_WHAT THE EXERCISE ASKS:_
Check every line of the entries below for the word "derive", and copy the ones that have it.

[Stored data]
★ ★ ★ ★
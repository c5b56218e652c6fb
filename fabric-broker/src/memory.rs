//! In-memory broker implementation.
//!
//! Stands in for the production key-value broker (spec.md §6 key schema) the way
//! `TasksFixtureBackend`/`worker::mock` stand in for Kafka in tests: single process,
//! single `tokio::sync::Mutex`-guarded state, but upholding exactly the same atomicity contracts
//! (`lease_head` is an atomic pop-push, `kv_set_if_absent` is a true compare-and-set) as a real
//! broker would, so code written against [`crate::BrokerClient`] is not emulating anything.
use std::collections::HashMap;
use std::collections::VecDeque;
use std::time::Duration;
use std::time::Instant;

use serde_json::Value;
use tokio::sync::broadcast;
use tokio::sync::Mutex;

use crate::client::BrokerClient;
use crate::client::SortedSetEntry;
use crate::error::Result;
use crate::metrics::BROKER_OPS;

const BROADCAST_CAPACITY: usize = 256;

#[derive(Default)]
struct State {
    lists: HashMap<String, VecDeque<Value>>,
    hashes: HashMap<String, HashMap<String, String>>,
    sorted_sets: HashMap<String, Vec<(i64, String)>>,
    kv: HashMap<String, (String, Option<Instant>)>,
    channels: HashMap<String, broadcast::Sender<String>>,
}

impl State {
    fn list(&mut self, name: &str) -> &mut VecDeque<Value> {
        self.lists.entry(name.to_string()).or_default()
    }

    fn hash(&mut self, name: &str) -> &mut HashMap<String, String> {
        self.hashes.entry(name.to_string()).or_default()
    }

    fn channel(&mut self, name: &str) -> &broadcast::Sender<String> {
        self.channels
            .entry(name.to_string())
            .or_insert_with(|| broadcast::channel(BROADCAST_CAPACITY).0)
    }

    fn kv_expired(&self, key: &str) -> bool {
        match self.kv.get(key) {
            None => true,
            Some((_, None)) => false,
            Some((_, Some(expires_at))) => Instant::now() >= *expires_at,
        }
    }
}

/// An in-memory, single-process broker. The default backend for tests and for single-node
/// deployments that do not need a shared external broker.
#[derive(Clone)]
pub struct MemoryBroker {
    state: std::sync::Arc<Mutex<State>>,
}

impl Default for MemoryBroker {
    fn default() -> Self {
        MemoryBroker {
            state: std::sync::Arc::new(Mutex::new(State::default())),
        }
    }
}

impl MemoryBroker {
    /// Create a fresh, empty broker.
    pub fn new() -> MemoryBroker {
        MemoryBroker::default()
    }

    fn track(op: &'static str, ok: bool) {
        BROKER_OPS
            .with_label_values(&[op, if ok { "ok" } else { "err" }])
            .inc();
    }
}

#[async_trait::async_trait]
impl BrokerClient for MemoryBroker {
    async fn enqueue_tail(&self, list: &str, value: Value) -> Result<()> {
        let mut state = self.state.lock().await;
        state.list(list).push_back(value);
        MemoryBroker::track("enqueue_tail", true);
        Ok(())
    }

    async fn lease_head(&self, list: &str, processing: &str) -> Result<Option<Value>> {
        let mut state = self.state.lock().await;
        let value = state.list(list).pop_front();
        if let Some(value) = &value {
            state.list(processing).push_back(value.clone());
        }
        MemoryBroker::track("lease_head", true);
        Ok(value)
    }

    async fn ack_from_processing(&self, processing: &str, value: &Value) -> Result<bool> {
        let mut state = self.state.lock().await;
        let found = remove_first(state.list(processing), value);
        MemoryBroker::track("ack_from_processing", true);
        Ok(found)
    }

    async fn requeue_from_processing(
        &self,
        processing: &str,
        list: &str,
        value: &Value,
    ) -> Result<bool> {
        let mut state = self.state.lock().await;
        let found = remove_first(state.list(processing), value);
        if found {
            state.list(list).push_front(value.clone());
        }
        MemoryBroker::track("requeue_from_processing", true);
        Ok(found)
    }

    async fn push_dlq(&self, processing: &str, dlq: &str, value: &Value) -> Result<()> {
        let mut state = self.state.lock().await;
        remove_first(state.list(processing), value);
        state.list(dlq).push_back(value.clone());
        MemoryBroker::track("push_dlq", true);
        Ok(())
    }

    async fn list_len(&self, list: &str) -> Result<usize> {
        let mut state = self.state.lock().await;
        Ok(state.list(list).len())
    }

    async fn list_peek(&self, list: &str, limit: usize) -> Result<Vec<Value>> {
        let mut state = self.state.lock().await;
        Ok(state.list(list).iter().take(limit).cloned().collect())
    }

    async fn list_remove(&self, list: &str, value: &Value) -> Result<bool> {
        let mut state = self.state.lock().await;
        Ok(remove_first(state.list(list), value))
    }

    async fn processing_entries(&self, processing: &str) -> Result<HashMap<String, String>> {
        let meta_key = format!("{processing}:meta");
        let mut state = self.state.lock().await;
        Ok(state.hash(&meta_key).clone())
    }

    async fn sorted_set_add(&self, set: &str, score: i64, entry: &str) -> Result<()> {
        let mut state = self.state.lock().await;
        let members = state.sorted_sets.entry(set.to_string()).or_default();
        members.push((score, entry.to_string()));
        members.sort_by_key(|(score, _)| *score);
        Ok(())
    }

    async fn sorted_set_trim(&self, set: &str, max_n: usize) -> Result<()> {
        let mut state = self.state.lock().await;
        if let Some(members) = state.sorted_sets.get_mut(set) {
            if members.len() > max_n {
                let excess = members.len() - max_n;
                members.drain(0..excess);
            }
        }
        Ok(())
    }

    async fn sorted_set_range(&self, set: &str, limit: usize) -> Result<Vec<SortedSetEntry>> {
        let state = self.state.lock().await;
        let entries = state
            .sorted_sets
            .get(set)
            .map(|members| {
                members
                    .iter()
                    .take(limit)
                    .map(|(score, member)| SortedSetEntry {
                        score: *score,
                        member: member.clone(),
                    })
                    .collect()
            })
            .unwrap_or_default();
        Ok(entries)
    }

    async fn sorted_set_len(&self, set: &str) -> Result<usize> {
        let state = self.state.lock().await;
        Ok(state.sorted_sets.get(set).map(Vec::len).unwrap_or(0))
    }

    async fn kv_set_with_ttl(&self, key: &str, value: &str, ttl: Duration) -> Result<()> {
        let mut state = self.state.lock().await;
        let expires_at = Instant::now() + ttl;
        state
            .kv
            .insert(key.to_string(), (value.to_string(), Some(expires_at)));
        Ok(())
    }

    async fn kv_get(&self, key: &str) -> Result<Option<String>> {
        let mut state = self.state.lock().await;
        if state.kv_expired(key) {
            state.kv.remove(key);
            return Ok(None);
        }
        Ok(state.kv.get(key).map(|(value, _)| value.clone()))
    }

    async fn kv_delete_if(&self, key: &str, expected: &str) -> Result<bool> {
        let mut state = self.state.lock().await;
        if state.kv_expired(key) {
            state.kv.remove(key);
            return Ok(false);
        }
        let matches = state
            .kv
            .get(key)
            .map(|(value, _)| value == expected)
            .unwrap_or(false);
        if matches {
            state.kv.remove(key);
        }
        Ok(matches)
    }

    async fn kv_set_if_absent(&self, key: &str, value: &str, ttl: Duration) -> Result<bool> {
        let mut state = self.state.lock().await;
        if !state.kv_expired(key) {
            return Ok(false);
        }
        let expires_at = Instant::now() + ttl;
        state
            .kv
            .insert(key.to_string(), (value.to_string(), Some(expires_at)));
        Ok(true)
    }

    async fn hash_set(&self, hash: &str, field: &str, value: &str) -> Result<()> {
        let mut state = self.state.lock().await;
        state.hash(hash).insert(field.to_string(), value.to_string());
        Ok(())
    }

    async fn hash_get_all(&self, hash: &str) -> Result<HashMap<String, String>> {
        let mut state = self.state.lock().await;
        Ok(state.hash(hash).clone())
    }

    async fn hash_del(&self, hash: &str, field: &str) -> Result<()> {
        let mut state = self.state.lock().await;
        state.hash(hash).remove(field);
        Ok(())
    }

    async fn publish(&self, channel: &str, message: &str) -> Result<()> {
        let mut state = self.state.lock().await;
        // A publish with no subscribers is not an error: broadcast channels only fail to send
        // when nobody is listening, which is the normal transient pub/sub case (spec.md §4.5).
        let _ = state.channel(channel).send(message.to_string());
        Ok(())
    }

    async fn subscribe(&self, channel: &str) -> Result<broadcast::Receiver<String>> {
        let mut state = self.state.lock().await;
        Ok(state.channel(channel).subscribe())
    }
}

/// Remove the first element equal to `value` from `list`, returning whether one was found.
fn remove_first(list: &mut VecDeque<Value>, value: &Value) -> bool {
    if let Some(pos) = list.iter().position(|item| item == value) {
        list.remove(pos);
        true
    } else {
        false
    }
}
//! Selection score: the weighted sum the Dispatcher ranks eligible workers by (spec.md §4.7).
use std::collections::BTreeSet;

use fabric_registry::Worker;

/// Hints that add cost/speed bonuses to a worker's score; carried on the task, not the worker.
#[derive(Clone, Copy, Debug, Default)]
pub struct SelectionHints {
    pub prioritize_cost: bool,
    pub prioritize_speed: bool,
    pub target_zone: Option<&'static str>,
}

/// Inputs the score needs beyond what a [`Worker`] record carries.
pub struct ScoringContext<'a> {
    pub required_capabilities: &'a BTreeSet<String>,
    pub target_zone: Option<&'a str>,
    pub success_rate: f64,
    pub cost_per_unit: Option<f64>,
    pub hints: SelectionHints,
}

fn capability_match(worker: &Worker, required: &BTreeSet<String>) -> f64 {
    if required.is_empty() {
        return 1.0;
    }
    let satisfied = required.iter().filter(|capability| worker.capabilities.contains(*capability)).count();
    satisfied as f64 / required.len() as f64
}

/// Whether `worker` may be considered at all (spec.md §4.7 eligibility predicate, plus zone
/// match when the task requires one).
pub fn is_eligible(worker: &Worker, ctx: &ScoringContext) -> bool {
    if !worker.is_eligible() {
        return false;
    }
    if capability_match(worker, ctx.required_capabilities) <= 0.0 && !ctx.required_capabilities.is_empty() {
        return false;
    }
    match ctx.target_zone {
        Some(zone) => worker.zone == zone,
        None => true,
    }
}

/// The weighted selection score (spec.md §4.7 table): capability match 0.40, available capacity
/// 0.30, health 0.20, historical success rate 0.10, plus a +5 zone bonus and a `+2*priority`
/// bonus, plus cost/speed bonuses when the task carries those hints.
pub fn selection_score(worker: &Worker, ctx: &ScoringContext) -> f64 {
    let capability = capability_match(worker, ctx.required_capabilities);
    let available_capacity = 1.0 - worker.load_score();
    let health = worker.health_score();
    let success_rate = ctx.success_rate.clamp(0.0, 1.0);

    let mut score = 0.40 * capability + 0.30 * available_capacity + 0.20 * health + 0.10 * success_rate;

    if let Some(zone) = ctx.target_zone {
        if worker.zone == zone {
            score += 5.0;
        }
    }
    score += 2.0 * worker.priority as f64;

    if ctx.hints.prioritize_cost {
        if let Some(cost) = ctx.cost_per_unit {
            if cost > 0.0 {
                score += 1.0 / cost;
            }
        }
    }
    if ctx.hints.prioritize_speed {
        let response_time_normalized = (worker.resource_usage.response_time_ms / 10_000.0).clamp(0.0, 1.0);
        score += 1.0 - response_time_normalized;
    }

    score
}

#[cfg(test)]
mod tests {
    use super::*;

    fn worker(zone: &str, capability: &str) -> Worker {
        Worker::new("worker-a", "openai", "gpt-4", 4, zone).with_capability(capability)
    }

    fn ctx<'a>(required: &'a BTreeSet<String>) -> ScoringContext<'a> {
        ScoringContext {
            required_capabilities: required,
            target_zone: None,
            success_rate: 1.0,
            cost_per_unit: None,
            hints: SelectionHints::default(),
        }
    }

    #[test]
    fn full_capability_match_beats_partial() {
        let mut required = BTreeSet::new();
        required.insert("coding".to_string());
        required.insert("testing".to_string());

        let full = worker("us-east", "coding").with_capability("testing");
        let partial = worker("us-east", "coding");

        let full_score = selection_score(&{ let mut w = full; w.state = fabric_registry::WorkerState::Active; w }, &ctx(&required));
        let partial_score = selection_score(&{ let mut w = partial; w.state = fabric_registry::WorkerState::Active; w }, &ctx(&required));
        assert!(full_score > partial_score);
    }

    #[test]
    fn zone_bonus_breaks_ties() {
        let required = BTreeSet::new();
        let mut in_zone = worker("us-east", "coding");
        in_zone.state = fabric_registry::WorkerState::Active;
        let mut out_zone = worker("eu-west", "coding");
        out_zone.state = fabric_registry::WorkerState::Active;

        let mut zoned_ctx = ctx(&required);
        zoned_ctx.target_zone = Some("us-east");
        assert!(selection_score(&in_zone, &zoned_ctx) > selection_score(&out_zone, &zoned_ctx));
    }

    #[test]
    fn ineligible_worker_is_excluded() {
        let required = BTreeSet::new();
        let worker = worker("us-east", "coding");
        assert!(!is_eligible(&worker, &ctx(&required)));
    }
}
★ ★ ★ ★
_PROBLEM SOLUTION:_
#[derive(Default)]
#[derive(Clone)]
#[derive(Clone, Copy, Debug, Default)]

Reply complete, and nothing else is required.